## Instructions for the task
Only the count should appear in your answer: how many lines of the data below contain the word "derive"?

(Data extracts begins)

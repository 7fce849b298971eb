//! # Authorization Module
//!
//! Decides which DID key must sign an extrinsic and produces the DID
//! signature over it, one transaction at a time or as a nonce-ordered batch.
//!
//! ## Request Lifecycle
//!
//! ```text
//! ┌─────────────────────────────────────────────────────────────────────────┐
//! │                    AUTHORIZATION REQUEST STATES                         │
//! ├─────────────────────────────────────────────────────────────────────────┤
//! │                                                                         │
//! │   Pending ──► RelationshipResolved ──► NonceAssigned ──► Signed        │
//! │      │                 │                     │             │            │
//! │      │                 │                     │             ▼            │
//! │      │                 │                     │         Authorized       │
//! │      ▼                 ▼                     ▼                          │
//! │   ─────────────────── Failed (terminal) ◄──────────────────            │
//! │                                                                         │
//! │   resolve:  method namespace ──► VerificationRelationship             │
//! │   assign:   nonce from the caller or the batch counter                 │
//! │   sign:     bincode(transaction, nonce, submitter) with the DID key    │
//! │                                                                         │
//! └─────────────────────────────────────────────────────────────────────────┘
//! ```
//!
//! ## Batch Nonces
//!
//! Items of a batch get `start, start + 1, ...` in input order. The first
//! failing item stops the batch; items before it stay authorized and are
//! returned inside [`BatchError`].

mod authorizer;
mod request;

pub use authorizer::{Authorizer, BatchAuthorization, BatchError};
pub use request::{AuthorizationRequest, AuthorizationState};

use serde::{Deserialize, Serialize};

use crate::crypto::{KeyAlgorithm, KeyPairInfo, Signature, PUBLIC_KEY_SIZE};
use crate::error::{Error, Result};
use crate::identity::{KiltDidInfo, VerificationRelationship};

// ============================================================================
// TRANSACTIONS
// ============================================================================

/// Anything a DID can authorize
///
/// The serialized form is what gets signed, so it must be deterministic.
pub trait Transaction: Serialize {
    /// Runtime pallet the call belongs to, e.g. `attestation`
    fn namespace(&self) -> &str;
}

/// A runtime call described by pallet, method and SCALE-encoded arguments
#[derive(Debug, Clone, PartialEq, Eq, Serialize, Deserialize)]
pub struct Extrinsic {
    /// Pallet name (the method namespace)
    pub section: String,
    /// Call name inside the pallet
    pub method: String,
    /// Encoded call arguments
    #[serde(with = "hex_vec", default)]
    pub args: Vec<u8>,
}

impl Extrinsic {
    /// Create an extrinsic
    pub fn new(section: impl Into<String>, method: impl Into<String>, args: Vec<u8>) -> Self {
        Self {
            section: section.into(),
            method: method.into(),
            args,
        }
    }

    /// `section.method`
    pub fn call_name(&self) -> String {
        format!("{}.{}", self.section, self.method)
    }
}

impl Transaction for Extrinsic {
    fn namespace(&self) -> &str {
        &self.section
    }
}

/// Hex (optionally `0x`-prefixed) serde helper for call arguments
mod hex_vec {
    use serde::{Deserialize, Deserializer, Serializer};

    pub fn serialize<S>(bytes: &[u8], serializer: S) -> std::result::Result<S::Ok, S::Error>
    where
        S: Serializer,
    {
        serializer.serialize_str(&format!("0x{}", hex::encode(bytes)))
    }

    pub fn deserialize<'de, D>(deserializer: D) -> std::result::Result<Vec<u8>, D::Error>
    where
        D: Deserializer<'de>,
    {
        let s = String::deserialize(deserializer)?;
        let s = s.strip_prefix("0x").unwrap_or(&s);
        hex::decode(s).map_err(serde::de::Error::custom)
    }
}

// ============================================================================
// POLICY
// ============================================================================

/// What to do with a method namespace outside the relationship table
#[derive(Debug, Clone, Copy, PartialEq, Eq, Hash, Default, Serialize, Deserialize)]
#[serde(rename_all = "camelCase")]
pub enum UnknownMethodPolicy {
    /// Require AUTHENTICATION and log a warning
    #[default]
    DefaultToAuthentication,
    /// Fail with [`Error::UnresolvedRelationship`]
    Reject,
}

impl UnknownMethodPolicy {
    /// Apply the policy to a namespace
    pub fn resolve(self, namespace: &str) -> Result<VerificationRelationship> {
        if let Some(relationship) = crate::identity::relationship_for_namespace(namespace) {
            return Ok(relationship);
        }
        match self {
            UnknownMethodPolicy::DefaultToAuthentication => {
                tracing::warn!(
                    namespace = namespace,
                    "Unknown method namespace, defaulting to authentication"
                );
                Ok(VerificationRelationship::Authentication)
            }
            UnknownMethodPolicy::Reject => {
                Err(Error::UnresolvedRelationship(namespace.to_string()))
            }
        }
    }
}

// ============================================================================
// SIGNERS
// ============================================================================

/// A key that can produce DID signatures
///
/// Identity-only fallback keys deliberately do not implement this.
pub trait DidSigner {
    /// Signature scheme of the key
    fn algorithm(&self) -> KeyAlgorithm;

    /// Public half of the key
    fn public_key(&self) -> &[u8; PUBLIC_KEY_SIZE];

    /// Sign a message
    fn sign(&self, message: &[u8]) -> Result<Signature>;
}

impl DidSigner for KeyPairInfo {
    fn algorithm(&self) -> KeyAlgorithm {
        KeyPairInfo::algorithm(self)
    }

    fn public_key(&self) -> &[u8; PUBLIC_KEY_SIZE] {
        KeyPairInfo::public_key(self)
    }

    fn sign(&self, message: &[u8]) -> Result<Signature> {
        crate::crypto::sign(self, message)
    }
}

/// Require `signer` to be the key behind `did`
pub(crate) fn check_signer<S: DidSigner + ?Sized>(did: &KiltDidInfo, signer: &S) -> Result<()> {
    if signer.public_key() != did.public_key() || signer.algorithm() != did.key_algorithm() {
        return Err(Error::SignerMismatch(did.key_uri()));
    }
    Ok(())
}

// ============================================================================
// SIGNATURES
// ============================================================================

/// Data that gets signed for a transaction
#[derive(Serialize)]
struct SigningPayload<'a, T: Serialize> {
    transaction: &'a T,
    nonce: u64,
    submitter: &'a str,
}

/// Canonical bytes signed for `(transaction, nonce, submitter)`
pub fn signing_payload<T: Transaction>(
    transaction: &T,
    nonce: u64,
    submitter: &str,
) -> Result<Vec<u8>> {
    let payload = SigningPayload {
        transaction,
        nonce,
        submitter,
    };
    bincode::serialize(&payload).map_err(|e| Error::SerializationError(e.to_string()))
}

/// A DID key's signature over one transaction
#[derive(Debug, Clone, PartialEq, Eq, Serialize, Deserialize)]
#[serde(rename_all = "camelCase")]
pub struct DidSignature {
    /// `<did>#<relationship>` of the signing key
    pub key_uri: String,
    /// Signature over the signing payload
    pub signature: Signature,
    /// Relationship the key signed under
    pub verification_relationship: VerificationRelationship,
    /// Nonce included in the payload
    pub nonce: u64,
    /// SS58 address of the account submitting the extrinsic
    pub submitter: String,
}

/// A transaction ready for submission
#[derive(Debug, Clone, PartialEq, Eq, Serialize, Deserialize)]
#[serde(rename_all = "camelCase")]
pub struct TransactionAuthorization<T> {
    /// The authorized transaction
    pub transaction: T,
    /// The DID key that authorized it
    pub did: KiltDidInfo,
    /// The signature
    pub signature: DidSignature,
}

impl<T: Transaction> TransactionAuthorization<T> {
    /// Re-check the signature against the DID's key
    pub fn verify(&self) -> Result<()> {
        if self.signature.key_uri != self.did.key_uri()
            || self.signature.verification_relationship != self.did.verification_relationship()
        {
            return Err(Error::VerificationFailed);
        }
        if self.did.verification_relationship() == VerificationRelationship::Authentication
            && self.did.did().address().public_key() != self.did.public_key()
        {
            return Err(Error::VerificationFailed);
        }

        let payload = signing_payload(
            &self.transaction,
            self.signature.nonce,
            &self.signature.submitter,
        )?;
        crate::crypto::verify(
            self.did.key_algorithm(),
            self.did.public_key(),
            &payload,
            &self.signature.signature,
        )
    }

    /// Nonce the transaction was signed with
    pub fn nonce(&self) -> u64 {
        self.signature.nonce
    }

    /// Relationship the transaction was signed under
    pub fn verification_relationship(&self) -> VerificationRelationship {
        self.signature.verification_relationship
    }
}

// ============================================================================
// TESTS
// ============================================================================
//! # SS58 Addresses
//!
//! Network-prefixed, checksummed base58 addresses used by Substrate chains.
//!
//! ## Wire Format
//!
//! ```text
//! ┌─────────────────────────────────────────────────────────────────────────┐
//! │                          SS58 LAYOUT                                    │
//! ├─────────────────────────────────────────────────────────────────────────┤
//! │                                                                         │
//! │  base58( prefix (1 or 2 bytes) ║ public key (32) ║ checksum (2) )      │
//! │                                                                         │
//! │  checksum = Blake2b-512("SS58PRE" ║ prefix ║ public key)[0..2]          │
//! │                                                                         │
//! │  Prefix 0..=63      → one byte, the value itself                       │
//! │  Prefix 64..=16383  → two bytes, first byte has bit 6 set              │
//! │                                                                         │
//! │    first  = 0b01 ║ ident[7..2]                                        │
//! │    second = ident[1..0] ║ ident[13..8]                                 │
//! │                                                                         │
//! └─────────────────────────────────────────────────────────────────────────┘
//! ```
//!
//! Prefixes 46 and 47 are reserved by the SS58 registry and are rejected in
//! both directions.

use serde::{Deserialize, Serialize};

use crate::crypto::PUBLIC_KEY_SIZE;
use crate::error::{Error, Result};

/// Domain prefix hashed in front of every checksum
const CHECKSUM_PREFIX: &[u8] = b"SS58PRE";

/// Number of checksum bytes appended to the payload
const CHECKSUM_LEN: usize = 2;

/// Largest prefix expressible in the two-byte form
pub const MAX_PREFIX: u16 = 0x3fff;

/// A network identifier embedded in SS58 addresses
#[derive(Debug, Clone, Copy, PartialEq, Eq, Hash, PartialOrd, Ord, Serialize, Deserialize)]
#[serde(try_from = "u16", into = "u16")]
pub struct NetworkPrefix(u16);

impl NetworkPrefix {
    /// Polkadot relay chain, the first network in the registry
    pub const POLKADOT: Self = Self(0);
    /// Kusama relay chain
    pub const KUSAMA: Self = Self(2);
    /// KILT spiritnet; every DID address uses this prefix
    pub const KILT: Self = Self(38);
    /// Generic Substrate development networks
    pub const SUBSTRATE: Self = Self(42);

    /// Create a prefix, rejecting reserved and out-of-range values
    pub fn new(value: u16) -> Result<Self> {
        if value > MAX_PREFIX {
            return Err(Error::InvalidAddress(format!(
                "prefix {} exceeds the maximum of {}",
                value, MAX_PREFIX
            )));
        }
        if value == 46 || value == 47 {
            return Err(Error::InvalidAddress(format!("prefix {} is reserved", value)));
        }
        Ok(Self(value))
    }

    /// Raw numeric value
    pub fn value(self) -> u16 {
        self.0
    }

    /// Registry name for the prefixes this wallet ships with
    pub fn name(self) -> Option<&'static str> {
        match self.0 {
            0 => Some("polkadot"),
            2 => Some("kusama"),
            38 => Some("kilt"),
            42 => Some("substrate"),
            _ => None,
        }
    }

    /// Encode into the one- or two-byte wire form
    fn to_bytes(self) -> ([u8; 2], usize) {
        let ident = self.0;
        if ident < 64 {
            ([ident as u8, 0], 1)
        } else {
            let first = ((ident & 0b0000_0000_1111_1100) as u8 >> 2) | 0b0100_0000;
            let second = ((ident >> 8) as u8) | (((ident & 0b0000_0000_0000_0011) as u8) << 6);
            ([first, second], 2)
        }
    }

    /// Decode the prefix at the start of `data`, returning it and its width
    fn from_bytes(data: &[u8]) -> Result<(Self, usize)> {
        let first = *data
            .first()
            .ok_or_else(|| Error::InvalidAddress("empty payload".into()))?;

        match first {
            0..=63 => Ok((Self::new(first as u16)?, 1)),
            64..=127 => {
                let second = *data
                    .get(1)
                    .ok_or_else(|| Error::InvalidAddress("truncated two-byte prefix".into()))?;
                let lower = (first << 2) | (second >> 6);
                let upper = second & 0b0011_1111;
                let ident = (lower as u16) | ((upper as u16) << 8);
                if ident < 64 {
                    return Err(Error::InvalidAddress(
                        "two-byte prefix encodes a one-byte value".into(),
                    ));
                }
                Ok((Self::new(ident)?, 2))
            }
            _ => Err(Error::InvalidAddress(format!(
                "unsupported prefix byte 0x{:02x}",
                first
            ))),
        }
    }
}

impl TryFrom<u16> for NetworkPrefix {
    type Error = Error;

    fn try_from(value: u16) -> Result<Self> {
        Self::new(value)
    }
}

impl From<NetworkPrefix> for u16 {
    fn from(prefix: NetworkPrefix) -> Self {
        prefix.0
    }
}

impl std::fmt::Display for NetworkPrefix {
    fn fmt(&self, f: &mut std::fmt::Formatter<'_>) -> std::fmt::Result {
        write!(f, "{}", self.0)
    }
}

/// An SS58 address together with the prefix it was encoded under
///
/// Serializes as the plain address string.
#[derive(Debug, Clone, PartialEq, Eq, Hash, Serialize, Deserialize)]
#[serde(try_from = "String", into = "String")]
pub struct NetworkAddress {
    address: String,
    prefix: NetworkPrefix,
    public_key: [u8; PUBLIC_KEY_SIZE],
}

impl NetworkAddress {
    /// Encode a public key under `prefix`
    pub fn from_public_key(public_key: &[u8; PUBLIC_KEY_SIZE], prefix: NetworkPrefix) -> Self {
        Self {
            address: encode_checked(public_key, prefix),
            prefix,
            public_key: *public_key,
        }
    }

    /// Parse and verify an address string
    pub fn parse(address: &str) -> Result<Self> {
        let (public_key, prefix) = decode(address)?;
        Ok(Self {
            address: address.to_string(),
            prefix,
            public_key,
        })
    }

    /// The encoded string
    pub fn as_str(&self) -> &str {
        &self.address
    }

    /// The prefix the address was encoded under
    pub fn prefix(&self) -> NetworkPrefix {
        self.prefix
    }

    /// The 32-byte public key
    pub fn public_key(&self) -> &[u8; PUBLIC_KEY_SIZE] {
        &self.public_key
    }
}

impl std::fmt::Display for NetworkAddress {
    fn fmt(&self, f: &mut std::fmt::Formatter<'_>) -> std::fmt::Result {
        write!(f, "{}", self.address)
    }
}

impl std::str::FromStr for NetworkAddress {
    type Err = Error;

    fn from_str(s: &str) -> Result<Self> {
        Self::parse(s)
    }
}

impl TryFrom<String> for NetworkAddress {
    type Error = Error;

    fn try_from(value: String) -> Result<Self> {
        Self::parse(&value)
    }
}

impl From<NetworkAddress> for String {
    fn from(address: NetworkAddress) -> Self {
        address.address
    }
}

impl AsRef<str> for NetworkAddress {
    fn as_ref(&self) -> &str {
        &self.address
    }
}

/// Blake2b-512 over the checksum preimage, truncated to two bytes
fn checksum(payload: &[u8]) -> [u8; CHECKSUM_LEN] {
    let mut hasher = blake2_rfc::blake2b::Blake2b::new(64);
    hasher.update(CHECKSUM_PREFIX);
    hasher.update(payload);
    let digest = hasher.finalize();
    let mut out = [0u8; CHECKSUM_LEN];
    out.copy_from_slice(&digest.as_bytes()[..CHECKSUM_LEN]);
    out
}

fn encode_checked(public_key: &[u8; PUBLIC_KEY_SIZE], prefix: NetworkPrefix) -> String {
    let (prefix_bytes, prefix_len) = prefix.to_bytes();

    let mut payload = Vec::with_capacity(prefix_len + PUBLIC_KEY_SIZE + CHECKSUM_LEN);
    payload.extend_from_slice(&prefix_bytes[..prefix_len]);
    payload.extend_from_slice(public_key);
    let check = checksum(&payload);
    payload.extend_from_slice(&check);

    bs58::encode(payload).into_string()
}

/// Encode a 32-byte public key as an SS58 address
///
/// ## Example
///
/// ```ignore
/// let address = encode(&[0u8; 32], NetworkPrefix::KILT)?;
/// assert!(address.starts_with('4'));
/// ```
pub fn encode(public_key: &[u8], prefix: NetworkPrefix) -> Result<String> {
    let key: &[u8; PUBLIC_KEY_SIZE] = public_key.try_into().map_err(|_| {
        Error::InvalidKey(format!(
            "public key must be {} bytes, got {}",
            PUBLIC_KEY_SIZE,
            public_key.len()
        ))
    })?;
    Ok(encode_checked(key, prefix))
}

/// Decode an SS58 address into its public key and prefix
///
/// Fails with [`Error::InvalidAddress`] when the string is not base58, the
/// decoded length does not match the prefix width, or the checksum differs.
pub fn decode(address: &str) -> Result<([u8; PUBLIC_KEY_SIZE], NetworkPrefix)> {
    let data = bs58::decode(address)
        .into_vec()
        .map_err(|e| Error::InvalidAddress(format!("invalid base58: {}", e)))?;

    let (prefix, prefix_len) = NetworkPrefix::from_bytes(&data)?;

    let expected_len = prefix_len + PUBLIC_KEY_SIZE + CHECKSUM_LEN;
    if data.len() != expected_len {
        return Err(Error::InvalidAddress(format!(
            "expected {} decoded bytes for a {}-byte prefix, got {}",
            expected_len,
            prefix_len,
            data.len()
        )));
    }

    let (body, check) = data.split_at(prefix_len + PUBLIC_KEY_SIZE);
    if checksum(body)[..] != *check {
        return Err(Error::InvalidAddress("checksum mismatch".into()));
    }

    let mut public_key = [0u8; PUBLIC_KEY_SIZE];
    public_key.copy_from_slice(&body[prefix_len..]);
    Ok((public_key, prefix))
}

/// Check whether a string is a well-formed SS58 address
pub fn validate_address(address: &str) -> bool {
    decode(address).is_ok()
}

/// Check whether an address decodes and was encoded under `prefix`
pub fn is_from_network(address: &str, prefix: NetworkPrefix) -> bool {
    matches!(decode(address), Ok((_, p)) if p == prefix)
}

// ============================================================================
// TESTS
// ============================================================================

#[cfg(test)]
mod tests {
    use super::*;

    const ALICE: &str = "d43593c715fdd31c61141abd04a99fd6822c8558854ccde39a5684e7a56da27d";

    fn alice() -> [u8; 32] {
        hex::decode(ALICE).unwrap().try_into().unwrap()
    }

    #[test]
    fn test_alice_known_addresses() {
        assert_eq!(
            encode(&alice(), NetworkPrefix::SUBSTRATE).unwrap(),
            "5GrwvaEF5zXb26Fz9rcQpDWS57CtERHpNehXCPcNoHGKutQY"
        );
        assert_eq!(
            encode(&alice(), NetworkPrefix::POLKADOT).unwrap(),
            "15oF4uVJwmo4TdGW7VfQxNLavjCXviqxT9S1MgbjMNHr6Sp5"
        );
        assert_eq!(
            encode(&alice(), NetworkPrefix::KILT).unwrap(),
            "4siJtc4dYq2gPre8Xj6KJcSjVAdi1gmjctUzjf3AwrtNnhvy"
        );
    }

    #[test]
    fn test_zero_key_differs_per_prefix() {
        let zero = [0u8; 32];
        let generic = encode(&zero, NetworkPrefix::POLKADOT).unwrap();
        let kilt = encode(&zero, NetworkPrefix::KILT).unwrap();

        assert_eq!(generic, "111111111111111111111111111111111HC1");
        assert_eq!(kilt, "4nv4phaKc4EcwENdRERuMF79ZSSB5xvnAk3zNySSbVbXhSwS");
        assert_ne!(generic, kilt);

        assert_eq!(decode(&generic).unwrap(), (zero, NetworkPrefix::POLKADOT));
        assert_eq!(decode(&kilt).unwrap(), (zero, NetworkPrefix::KILT));
    }

    #[test]
    fn test_two_byte_prefixes() {
        let zero = [0u8; 32];
        for (value, expected) in [
            (64u16, "cEVaCm5a61UpVfABWNjfSNHbhAPf92NWiACfxy89Fd2hGkJAc"),
            (255, "yGCjWUS4Y1wwGrhQ82uMnDnY7VmhbvfXDyvcwaFfjZXFpyjCq"),
            (16383, "yNVL4kwAwEH34hPtM6SnH1ZHtDLi8PDC1sBXDLKBhjPiYiEY9"),
        ] {
            let prefix = NetworkPrefix::new(value).unwrap();
            let address = encode(&zero, prefix).unwrap();
            assert_eq!(address, expected);
            assert_eq!(decode(&address).unwrap(), (zero, prefix));
        }
    }

    #[test]
    fn test_roundtrip_across_prefixes() {
        let key = alice();
        for value in [0u16, 1, 2, 38, 42, 63, 64, 100, 1000, 12345] {
            let prefix = NetworkPrefix::new(value).unwrap();
            let address = encode(&key, prefix).unwrap();
            assert_eq!(decode(&address).unwrap(), (key, prefix));
            assert!(is_from_network(&address, prefix));
        }
    }

    #[test]
    fn test_single_byte_corruption_rejected() {
        let address = encode(&alice(), NetworkPrefix::KILT).unwrap();
        let raw = bs58::decode(&address).into_vec().unwrap();

        for i in 0..raw.len() {
            let mut corrupted = raw.clone();
            corrupted[i] ^= 0x01;
            let tampered = bs58::encode(&corrupted).into_string();
            assert!(!validate_address(&tampered), "byte {} flip accepted", i);
        }
    }

    #[test]
    fn test_truncated_and_garbage_rejected() {
        let address = encode(&alice(), NetworkPrefix::KILT).unwrap();
        assert!(!validate_address(&address[..address.len() - 1]));
        assert!(!validate_address("not-base58-0OIl"));
        assert!(!validate_address(""));
        assert!(matches!(decode("0OIl"), Err(Error::InvalidAddress(_))));
    }

    #[test]
    fn test_high_prefix_byte_rejected() {
        let mut payload = vec![0x80u8];
        payload.extend_from_slice(&[0u8; 34]);
        let address = bs58::encode(payload).into_string();
        assert!(matches!(decode(&address), Err(Error::InvalidAddress(_))));
    }

    #[test]
    fn test_two_byte_form_of_small_prefix_rejected() {
        let key = [7u8; PUBLIC_KEY_SIZE];
        // 38 forced into the two-byte layout
        let mut payload = vec![0x49u8, 0x80];
        payload.extend_from_slice(&key);
        let check = checksum(&payload);
        payload.extend_from_slice(&check);
        let address = bs58::encode(payload).into_string();

        assert!(matches!(decode(&address), Err(Error::InvalidAddress(_))));
        assert!(!validate_address(&address));

        let canonical = encode(&key, NetworkPrefix::KILT).unwrap();
        assert_eq!(decode(&canonical).unwrap(), (key, NetworkPrefix::KILT));
    }

    #[test]
    fn test_reserved_prefixes() {
        assert!(NetworkPrefix::new(46).is_err());
        assert!(NetworkPrefix::new(47).is_err());
        assert!(NetworkPrefix::new(MAX_PREFIX + 1).is_err());
        assert!(serde_json::from_str::<NetworkPrefix>("46").is_err());
        assert_eq!(serde_json::from_str::<NetworkPrefix>("38").unwrap(), NetworkPrefix::KILT);
    }

    #[test]
    fn test_is_from_network() {
        let address = encode(&alice(), NetworkPrefix::KILT).unwrap();
        assert!(is_from_network(&address, NetworkPrefix::KILT));
        assert!(!is_from_network(&address, NetworkPrefix::SUBSTRATE));
        assert!(!is_from_network("garbage", NetworkPrefix::KILT));
    }

    #[test]
    fn test_encode_rejects_wrong_key_length() {
        assert!(matches!(
            encode(&[0u8; 31], NetworkPrefix::KILT),
            Err(Error::InvalidKey(_))
        ));
    }

    #[test]
    fn test_network_address_parse() {
        let address = NetworkAddress::from_public_key(&alice(), NetworkPrefix::KILT);
        let parsed: NetworkAddress = address.as_str().parse().unwrap();
        assert_eq!(parsed, address);
        assert_eq!(parsed.public_key(), &alice());
        assert_eq!(parsed.prefix().name(), Some("kilt"));
    }
}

(Data extracts ends)

## Solution to the problem
7